At a meeting at the local tea auction centre hall with stakeholders of the industry, Ramesh discussed important issues like closed and abandoned tea estates of north Bengal, problems faced by small tea-growers and the pathetic condition of the auction centre in Jalpaiguri
'We tried to address the key issues that are creating problems for this century-old industry in north Bengal,' Ramesh said at a press meet after the meeting.
'We have chalked out specific plans to address them and have passed on instructions to officials of the Tea Board and the district administration to take up some issues that can be solved at their level,' he added.

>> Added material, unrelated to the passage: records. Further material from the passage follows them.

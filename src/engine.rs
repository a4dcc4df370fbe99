//! Reference-counted shared recognition engine.
//!
//! One engine instance (a speech recognizer, a skeleton tracker, ...) is
//! shared by every subscriber in the process. It is started when the first
//! lease is acquired and stopped when the last lease is released. Leases are
//! guards: release happens on drop, on every exit path.
//!
//! The engine publishes its classified events into an [`EventHub`] owned by
//! the manager; lease holders read them through per-subscriber filtered
//! streams.

use std::fmt;
use std::sync::{Arc, Mutex, MutexGuard};

use crate::config::RouterConfig;
use crate::error::{ExecutionError, StreamError, StreamResult};
use crate::router::{ClassifiedEvent, EventHub, FilteredStream, InterestId, InterestSet};

/// Start/stop hooks of the underlying engine.
pub trait EngineDriver: Send + 'static {
    /// Payload type of the classified events the engine emits.
    type Payload: Clone + Send + Sync + 'static;

    /// Start producing events into `publisher`.
    ///
    /// # Errors
    ///
    /// Any error keeps the engine stopped and fails the acquiring call.
    fn start(&mut self, publisher: EventPublisher<Self::Payload>) -> StreamResult<()>;

    /// Stop producing events. Called once per successful `start`.
    fn stop(&mut self);
}

/// Handle the driver uses to emit events.
pub struct EventPublisher<P> {
    hub: EventHub<P>,
}

impl<P> Clone for EventPublisher<P> {
    fn clone(&self) -> Self {
        Self {
            hub: self.hub.clone(),
        }
    }
}

impl<P> fmt::Debug for EventPublisher<P> {
    fn fmt(&self, f: &mut fmt::Formatter<'_>) -> fmt::Result {
        f.debug_struct("EventPublisher").field("hub", &self.hub).finish()
    }
}

impl<P: Clone + Send + Sync + 'static> EventPublisher<P> {
    /// Publish a recognition result.
    ///
    /// Returns `false` once the engine manager has been shut down.
    ///
    /// # Errors
    ///
    /// Returns an internal error if the hub lock was poisoned.
    pub fn publish(
        &self,
        interest: impl Into<InterestId>,
        payload: P,
        confidence: f32,
    ) -> StreamResult<bool> {
        self.hub.publish(ClassifiedEvent::new(interest, payload, confidence))
    }
}

struct EngineState<D> {
    driver: D,
    ref_count: usize,
    shut_down: bool,
}

struct EngineInner<D: EngineDriver> {
    name: String,
    state: Mutex<EngineState<D>>,
    hub: EventHub<D::Payload>,
}

/// Shared-resource manager around one [`EngineDriver`].
///
/// Cheap to clone; every clone manages the same engine.
pub struct SharedEngine<D: EngineDriver> {
    inner: Arc<EngineInner<D>>,
}

impl<D: EngineDriver> Clone for SharedEngine<D> {
    fn clone(&self) -> Self {
        Self {
            inner: Arc::clone(&self.inner),
        }
    }
}

impl<D: EngineDriver> fmt::Debug for SharedEngine<D> {
    fn fmt(&self, f: &mut fmt::Formatter<'_>) -> fmt::Result {
        f.debug_struct("SharedEngine")
            .field("name", &self.inner.name)
            .field("ref_count", &self.ref_count())
            .finish()
    }
}

impl<D: EngineDriver> SharedEngine<D> {
    /// Wraps `driver`. The engine stays stopped until the first lease.
    ///
    /// # Errors
    ///
    /// Returns a validation error if `cfg` is invalid.
    pub fn new(name: impl Into<String>, driver: D, cfg: &RouterConfig) -> StreamResult<Self> {
        Ok(Self {
            inner: Arc::new(EngineInner {
                name: name.into(),
                state: Mutex::new(EngineState {
                    driver,
                    ref_count: 0,
                    shut_down: false,
                }),
                hub: EventHub::new(cfg)?,
            }),
        })
    }

    fn lock(&self) -> StreamResult<MutexGuard<'_, EngineState<D>>> {
        self.inner
            .state
            .lock()
            .map_err(|_| StreamError::internal("engine state lock poisoned"))
    }

    /// Take a lease, starting the engine if this is the first one.
    ///
    /// # Errors
    ///
    /// Returns `ExecutionError::EngineStart` if the driver fails to start
    /// (the count is left untouched), or `ExecutionError::ShutDown` after
    /// [`SharedEngine::shutdown`].
    pub fn acquire(&self) -> StreamResult<EngineLease<D>> {
        let mut state = self.lock()?;
        if state.shut_down {
            return Err(ExecutionError::ShutDown {
                component: self.inner.name.clone(),
            }
            .into());
        }

        if state.ref_count == 0 {
            let publisher = EventPublisher {
                hub: self.inner.hub.clone(),
            };
            state.driver.start(publisher).map_err(|e| {
                tracing::warn!(engine = %self.inner.name, error = %e, "engine failed to start");
                StreamError::Execution(ExecutionError::EngineStart {
                    message: e.to_string(),
                })
            })?;
            tracing::info!(engine = %self.inner.name, "engine started");
        }
        state.ref_count += 1;

        Ok(EngineLease {
            engine: self.clone(),
        })
    }

    fn release(&self) {
        let Ok(mut state) = self.inner.state.lock() else {
            return;
        };
        if state.ref_count == 0 {
            return;
        }
        state.ref_count -= 1;
        if state.ref_count == 0 {
            state.driver.stop();
            tracing::info!(engine = %self.inner.name, "engine stopped");
        }
    }

    /// Number of outstanding leases.
    #[must_use]
    pub fn ref_count(&self) -> usize {
        self.inner.state.lock().map(|s| s.ref_count).unwrap_or(0)
    }

    /// True while at least one lease is held.
    #[must_use]
    pub fn is_running(&self) -> bool {
        self.ref_count() > 0
    }

    /// Stop the engine regardless of outstanding leases and end the event hub.
    ///
    /// Later `acquire` calls fail; dropping old leases is harmless.
    ///
    /// # Errors
    ///
    /// Returns an internal error if a lock was poisoned.
    pub fn shutdown(&self) -> StreamResult<()> {
        let mut state = self.lock()?;
        if state.shut_down {
            return Ok(());
        }
        state.shut_down = true;
        if state.ref_count > 0 {
            state.ref_count = 0;
            state.driver.stop();
        }
        drop(state);

        self.inner.hub.close()?;
        tracing::info!(engine = %self.inner.name, "engine manager shut down");
        Ok(())
    }
}

/// Scoped hold on a [`SharedEngine`]. Releases on drop.
pub struct EngineLease<D: EngineDriver> {
    engine: SharedEngine<D>,
}

impl<D: EngineDriver> fmt::Debug for EngineLease<D> {
    fn fmt(&self, f: &mut fmt::Formatter<'_>) -> fmt::Result {
        f.debug_struct("EngineLease").field("engine", &self.engine).finish()
    }
}

impl<D: EngineDriver> EngineLease<D> {
    /// Events matching `interests`, from now on.
    #[must_use]
    pub fn subscribe(&self, interests: InterestSet) -> FilteredStream<D::Payload> {
        self.engine.inner.hub.for_subscriber(interests)
    }

    /// The engine this lease holds.
    #[must_use]
    pub const fn engine(&self) -> &SharedEngine<D> {
        &self.engine
    }
}

impl<D: EngineDriver> Drop for EngineLease<D> {
    fn drop(&mut self) {
        self.engine.release();
    }
}

#[cfg(test)]
mod tests {
    use std::sync::atomic::{AtomicUsize, Ordering};

    use super::*;

    #[derive(Default)]
    struct Counters {
        starts: AtomicUsize,
        stops: AtomicUsize,
    }

    struct FakeRecognizer {
        counters: Arc<Counters>,
        publisher: Option<EventPublisher<String>>,
        fail_start: bool,
    }

    impl EngineDriver for FakeRecognizer {
        type Payload = String;

        fn start(&mut self, publisher: EventPublisher<String>) -> StreamResult<()> {
            if self.fail_start {
                return Err(StreamError::internal("no audio device"));
            }
            self.counters.starts.fetch_add(1, Ordering::SeqCst);
            self.publisher = Some(publisher);
            Ok(())
        }

        fn stop(&mut self) {
            self.counters.stops.fetch_add(1, Ordering::SeqCst);
            self.publisher = None;
        }
    }

    fn engine(fail_start: bool) -> (SharedEngine<FakeRecognizer>, Arc<Counters>) {
        let counters = Arc::new(Counters::default());
        let driver = FakeRecognizer {
            counters: Arc::clone(&counters),
            publisher: None,
            fail_start,
        };
        (
            SharedEngine::new("speech", driver, &RouterConfig::default()).unwrap(),
            counters,
        )
    }

    #[test]
    fn test_starts_on_first_and_stops_on_last_lease() {
        let (e, counters) = engine(false);
        assert!(!e.is_running());

        let l1 = e.acquire().unwrap();
        let l2 = e.acquire().unwrap();
        assert_eq!(e.ref_count(), 2);
        assert_eq!(counters.starts.load(Ordering::SeqCst), 1);

        drop(l1);
        assert_eq!(counters.stops.load(Ordering::SeqCst), 0);
        drop(l2);
        assert_eq!(counters.stops.load(Ordering::SeqCst), 1);
        assert!(!e.is_running());

        let _l3 = e.acquire().unwrap();
        assert_eq!(counters.starts.load(Ordering::SeqCst), 2);
    }

    #[test]
    fn test_failed_start_leaves_count_untouched() {
        let (e, counters) = engine(true);
        let err = e.acquire().unwrap_err();
        assert!(matches!(err, StreamError::Execution(ExecutionError::EngineStart { .. })));
        assert_eq!(e.ref_count(), 0);
        assert_eq!(counters.stops.load(Ordering::SeqCst), 0);
    }

    #[test]
    fn test_lease_released_on_error_path() {
        let (e, counters) = engine(false);

        fn work(e: &SharedEngine<FakeRecognizer>) -> StreamResult<()> {
            let _lease = e.acquire()?;
            Err(StreamError::internal("recognition aborted"))
        }

        assert!(work(&e).is_err());
        assert_eq!(e.ref_count(), 0);
        assert_eq!(counters.stops.load(Ordering::SeqCst), 1);
    }

    #[test]
    fn test_lease_subscription_filters_driver_events() {
        let (e, _) = engine(false);
        let lease = e.acquire().unwrap();
        let colors = lease.subscribe(InterestSet::new(["colors"]).unwrap());

        let publisher = EventPublisher {
            hub: e.inner.hub.clone(),
        };
        publisher.publish("colors", "red".to_string(), 0.8).unwrap();
        publisher.publish("commands", "stop".to_string(), 0.9).unwrap();

        assert_eq!(colors.try_recv().unwrap(), Some("red".to_string()));
        assert_eq!(colors.try_recv().unwrap(), None);
    }

    #[test]
    fn test_shutdown_stops_engine_and_ends_streams() {
        let (e, counters) = engine(false);
        let lease = e.acquire().unwrap();
        let stream = lease.subscribe(InterestSet::new(["colors"]).unwrap());

        e.shutdown().unwrap();
        assert_eq!(counters.stops.load(Ordering::SeqCst), 1);
        assert!(stream.recv().unwrap_err().is_disconnected());
        assert!(e.acquire().is_err());

        drop(lease);
        assert_eq!(counters.stops.load(Ordering::SeqCst), 1);
    }
}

On the 15 closed tea estates, Ramesh said: 'We want to make it clear that nothing has been done so far on the part of the Centre, state or Tea Board in redressing the problem that persists.'
'We have asked the district administration to take up five or six such estates, and send recommendations to me within a month,' he added.
The problem of poor tea inflow over the past one and a half years at Jalpaiguri tea auction centre, which the minister referred to as a 'haunted house,' was discussed at the meeting.
'There are a few options to revive the auction centre here. First, the warehousing infrastructure needs to be developed to store more tea. Second, it is essential to render some fiscal incentives to sellers, buyers and brokers to attract them to this centre,' he said. 'To ensure that the state government takes an initiative, I will write to the chief minister soon.'
He also indicated that his ministry would take up the issue with big tea producing houses like Andrew Yule, Duncans, Goodricke and Tata to confirm that they send their produce here.
The minister declared that his ministry would take steps to open cooperative-based tea processing units in the small tea sector.
'We are aware that small tea-growers do not get remunerative prices for their leaves here and at many times, questions have been raised over the quality of tea produced in the bought-leaf factories,' he said.
'To check this problem in Assam, we have thought of opening cooperative-based factories which would be funded by the Tea Board. Similar proposals for at least five factories can be considered for north Bengal,' Ramesh said.
In a bid to check malpractices in the international tea industry, he said the Centre, in conjunction with the Tea Board, would come up with a separate logo for the Terai and Dooars tea, which would be a first step towards development of the Geographical Indicator (GI) status like Darjeeling or Nilgiri teas.
Ramesh announced tea marketing centres would be opened in Egypt and Iran on public-private partnership basis.